10 killed in ‘heinous’ attack on mine-clearing charity in Afghanistan

Gunmen killed 10 people and injured 16 in an attack on a mine-clearing organization in northern Afghanistan, the humanitarian group said Wednesday.

An “unknown armed group” entered a de-mining camp in Baghlan Province, north of the capital, Kabul, and opened fire on HALO Trust staff at 9:50 p.m. Tuesday (1:20 p.m. ET), the organization said in a statement.

Around 110 men from local communities in northern Afghanistan were in the camp at the time, having finished their work on nearby minefields, the trust said.

The Afghan Interior Ministry said initial reports indicated that eight people had been killed and 14 injured. The reason behind the discrepancy in the number of casualties was not immediately clear.

The Islamic State group claimed responsibility for the attack in a statement, which said its gunmen fired automatic weapons on people after locking them up in two rooms.

Forty years of conflict has left Afghanistan littered with landmines and other explosives. Tens of thousands of people have been killed or injured by landmines, according to the HALO Trust.

The organization, made famous by Princess Diana who walked through one of its minefields when visiting one of its projects in Angola in 1997, has been destroying explosive items in Afghanistan since 1988. It says it has helped make almost 80 percent of the country’s recorded minefields and battlefields safe.

The HALO Trust strongly condemned the attack on its staff, who it said were carrying out humanitarian work to save lives.

Ramiz Alakbarov, the United Nations deputy special representative for Afghanistan, described the attack as “heinous” and called for a full investigation to ensure those responsible for violations are brought to justice.

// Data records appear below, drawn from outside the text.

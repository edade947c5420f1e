// 🌗 Theme State - light/dark colour mode
// One process-wide flag, flipped through a single entry point.

use serde::{Deserialize, Serialize};
use tracing::info;

#[derive(Debug, Clone, Copy, PartialEq, Eq, Default, Serialize, Deserialize)]
pub struct ThemeMode {
    pub is_dark: bool,
}

impl ThemeMode {
    pub const LIGHT: ThemeMode = ThemeMode { is_dark: false };
    pub const DARK: ThemeMode = ThemeMode { is_dark: true };

    pub fn name(&self) -> &'static str {
        if self.is_dark {
            "dark"
        } else {
            "light"
        }
    }
}

// ============================================================================
// THEME CONTAINER
// ============================================================================

#[derive(Debug, Clone, Default)]
pub struct Theme {
    mode: ThemeMode,
}

impl Theme {
    pub fn new(mode: ThemeMode) -> Self {
        Theme { mode }
    }

    pub fn toggle_theme(&mut self) -> ThemeMode {
        self.mode.is_dark = !self.mode.is_dark;
        info!(mode = self.mode.name(), "theme toggled");
        self.mode
    }

    pub fn current_mode(&self) -> ThemeMode {
        self.mode
    }

    pub fn is_dark(&self) -> bool {
        self.mode.is_dark
    }

    pub fn palette(&self) -> &'static Palette {
        Palette::for_mode(self.mode)
    }
}

// ============================================================================
// PALETTES
// ============================================================================

/// Static colour set, hex encoded so it stays independent of the renderer.
#[derive(Debug, Clone, Copy, PartialEq, Eq)]
pub struct Palette {
    pub background: &'static str,
    pub surface: &'static str,
    pub text: &'static str,
    pub muted: &'static str,
    pub accent: &'static str,
    pub card: &'static str,
    pub error: &'static str,
    pub success: &'static str,
}

pub const LIGHT_PALETTE: Palette = Palette {
    background: "#F8F9FA",
    surface: "#E8EAF6",
    text: "#07161B",
    muted: "#666666",
    accent: "#448A99",
    card: "#2F80ED",
    error: "#D32F2F",
    success: "#45A049",
};

pub const DARK_PALETTE: Palette = Palette {
    background: "#1A1A2E",
    surface: "#16213E",
    text: "#CEC7BF",
    muted: "#888888",
    accent: "#66A5B3",
    card: "#2C5364",
    error: "#FF6B6B",
    success: "#4CAF50",
};

impl Palette {
    pub fn for_mode(mode: ThemeMode) -> &'static Palette {
        if mode.is_dark {
            &DARK_PALETTE
        } else {
            &LIGHT_PALETTE
        }
    }
}

/// "#RRGGBB" -> (r, g, b)
pub fn parse_hex(hex: &str) -> Option<(u8, u8, u8)> {
    let hex = hex.strip_prefix('#')?;
    if hex.len() != 6 {
        return None;
    }
    let r = u8::from_str_radix(&hex[0..2], 16).ok()?;
    let g = u8::from_str_radix(&hex[2..4], 16).ok()?;
    let b = u8::from_str_radix(&hex[4..6], 16).ok()?;
    Some((r, g, b))
}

“It is repugnant that an organization that works to clear landmines and other explosives and better the lives of vulnerable people could be targeted,” he said, adding that aid workers and humanitarian organizations are protected under International Humanitarian Law.

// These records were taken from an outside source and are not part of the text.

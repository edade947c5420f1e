// 🧭 Stack Navigator
// Screen routes + back stack. The session container never restricts
// navigation itself; guarding happens here.

use crate::session::Session;
use tracing::{debug, info};

#[derive(Debug, Clone, PartialEq)]
pub enum Route {
    Login,
    Signup,
    Home,
    /// Amount as typed on the home screen
    Checkout { amount: String },
    /// Amount plus convenience fee
    PaymentOptions { total: f64 },
    Upi,
    CardPayment,
    Profile,
}

impl Route {
    pub fn name(&self) -> &'static str {
        match self {
            Route::Login => "LoginScreen",
            Route::Signup => "SignupScreen",
            Route::Home => "HomeScreen",
            Route::Checkout { .. } => "CheckoutScreen",
            Route::PaymentOptions { .. } => "PaymentOptionsScreen",
            Route::Upi => "UPIScreen",
            Route::CardPayment => "CardpaymentScreen",
            Route::Profile => "UserProfile",
        }
    }

    pub fn title(&self) -> &'static str {
        match self {
            Route::Login => "Welcome Back!",
            Route::Signup => "Create Account",
            Route::Home => "Payment Transfer",
            Route::Checkout { .. } => "Checkout",
            Route::PaymentOptions { .. } => "Payment Method",
            Route::Upi => "UPI Payment",
            Route::CardPayment => "Enter Card Details",
            Route::Profile => "Profile",
        }
    }

    pub fn requires_auth(&self) -> bool {
        !matches!(self, Route::Login | Route::Signup)
    }
}

// ============================================================================
// NAVIGATOR
// ============================================================================

/// Back stack that always holds at least one route.
#[derive(Debug, Clone)]
pub struct Navigator {
    stack: Vec<Route>,
}

impl Navigator {
    pub fn new(initial: Route) -> Self {
        Navigator {
            stack: vec![initial],
        }
    }

    pub fn current(&self) -> &Route {
        // The stack is never emptied: go_back() stops at the root
        &self.stack[self.stack.len() - 1]
    }

    pub fn depth(&self) -> usize {
        self.stack.len()
    }

    pub fn can_go_back(&self) -> bool {
        self.stack.len() > 1
    }

    pub fn navigate(&mut self, route: Route) {
        info!(from = self.current().name(), to = route.name(), "navigate");
        self.stack.push(route);
    }

    /// Push `route`, or fall back to the login screen when the route needs an
    /// authenticated session and there is none.
    pub fn navigate_guarded(&mut self, route: Route, session: &Session) -> &Route {
        if route.requires_auth() && !session.is_logged_in() {
            debug!(to = route.name(), "route requires login, redirecting");
            self.reset(Route::Login);
        } else {
            self.navigate(route);
        }
        self.current()
    }

    /// Pop the top route. Returns false at the root.
    pub fn go_back(&mut self) -> bool {
        if !self.can_go_back() {
            return false;
        }
        if let Some(left) = self.stack.pop() {
            debug!(from = left.name(), to = self.current().name(), "back");
        }
        true
    }

    /// Replace the whole stack, e.g. after login or logout
    pub fn reset(&mut self, route: Route) {
        info!(to = route.name(), "reset navigation");
        self.stack.clear();
        self.stack.push(route);
    }

    /// Most recent route matching `pred`, searching from the top
    pub fn find(&self, pred: impl Fn(&Route) -> bool) -> Option<&Route> {
        self.stack.iter().rev().find(|r| pred(r))
    }
}

impl Default for Navigator {
    fn default() -> Self {
        Self::new(Route::Login)
    }
}

#[cfg(test)]
mod tests {
    use super::*;
    use crate::session::UserIdentity;

    fn logged_in() -> Session {
        let mut session = Session::new();
        session.login(UserIdentity::new("a@b.com")).unwrap();
        session
    }

    #[test]
    fn test_starts_at_login() {
        let nav = Navigator::default();
        assert_eq!(nav.current(), &Route::Login);
        assert!(!nav.can_go_back());
    }

    #[test]
    fn test_push_and_back() {
        let mut nav = Navigator::new(Route::Home);
        nav.navigate(Route::Checkout { amount: "250".to_string() });
        nav.navigate(Route::PaymentOptions { total: 350.0 });

        assert_eq!(nav.depth(), 3);
        assert!(nav.go_back());
        assert_eq!(nav.current(), &Route::Checkout { amount: "250".to_string() });
        assert!(nav.go_back());
        assert_eq!(nav.current(), &Route::Home);
        assert!(!nav.go_back());
        assert_eq!(nav.current(), &Route::Home);
    }

    #[test]
    fn test_guard_redirects_when_logged_out() {
        let mut nav = Navigator::default();
        nav.navigate(Route::Signup);

        let session = Session::new();
        assert_eq!(nav.navigate_guarded(Route::Home, &session), &Route::Login);
        assert_eq!(nav.depth(), 1);
    }

    #[test]
    fn test_guard_allows_public_routes() {
        let mut nav = Navigator::default();
        let session = Session::new();
        assert_eq!(nav.navigate_guarded(Route::Signup, &session), &Route::Signup);
        assert_eq!(nav.depth(), 2);
    }

    #[test]
    fn test_guard_allows_when_logged_in() {
        let mut nav = Navigator::new(Route::Home);
        let session = logged_in();
        assert_eq!(nav.navigate_guarded(Route::Profile, &session), &Route::Profile);
    }

    #[test]
    fn test_reset_clears_history() {
        let mut nav = Navigator::new(Route::Home);
        nav.navigate(Route::Profile);
        nav.reset(Route::Login);
        assert_eq!(nav.depth(), 1);
        assert_eq!(nav.current(), &Route::Login);
    }

    #[test]
    fn test_find_payment_total() {
        let mut nav = Navigator::new(Route::Home);
        nav.navigate(Route::PaymentOptions { total: 150.0 });
        nav.navigate(Route::Upi);

        let total = nav.find(|r| matches!(r, Route::PaymentOptions { .. }));
        assert_eq!(total, Some(&Route::PaymentOptions { total: 150.0 }));
    }

    #[test]
    fn test_route_auth_requirements() {
        assert!(!Route::Login.requires_auth());
        assert!(!Route::Signup.requires_auth());
        assert!(Route::Home.requires_auth());
        assert!(Route::CardPayment.requires_auth());
    }
}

The U.N. has repeatedly called on warring parties in Afghanistan to protect civilians. In the first three months of this year, the U.N. mission in Afghanistan said that 1,783 civilians had been killed or wounded in Afghanistan, an increase of 29 percent compared to the same period last year.

As U.S. forces pull out of Afghanistan, Afghans are bracing for further uncertainty. In a country where transitions have often been violent, there is no guarantee the drawdown will bring an end to the Afghan conflict, in fact it may extend it.

Starting with the Soviet invasion in 1979, war and violence has left Afghanistan impoverished, dependent on aid and desperate for peace. More than 100,000 civilians have been killed or injured in the last decade alone.